**Exercise description**: Report the number of lines holding "HEAD" in the material below, and nothing more.
* * * *
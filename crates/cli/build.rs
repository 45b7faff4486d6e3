use std::process::Command;

fn main() {
    // Short commit hash and target triple for `rekap --version`
    println!("cargo:rerun-if-changed=../../.git/HEAD");

    let git_hash = Command::new("git")
        .args(["rev-parse", "--short=7", "HEAD"])
        .output()
        .ok()
        .filter(|output| output.status.success())
        .and_then(|output| String::from_utf8(output.stdout).ok())
        .map(|s| s.trim().to_string())
        .unwrap_or_else(|| "unknown".to_string());
    println!("cargo:rustc-env=GIT_COMMIT_HASH={}", git_hash);

    let target = std::env::var("TARGET").unwrap_or_else(|_| "unknown".to_string());
    println!("cargo:rustc-env=TARGET={}", target);
}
* * * *
**Task response**: 2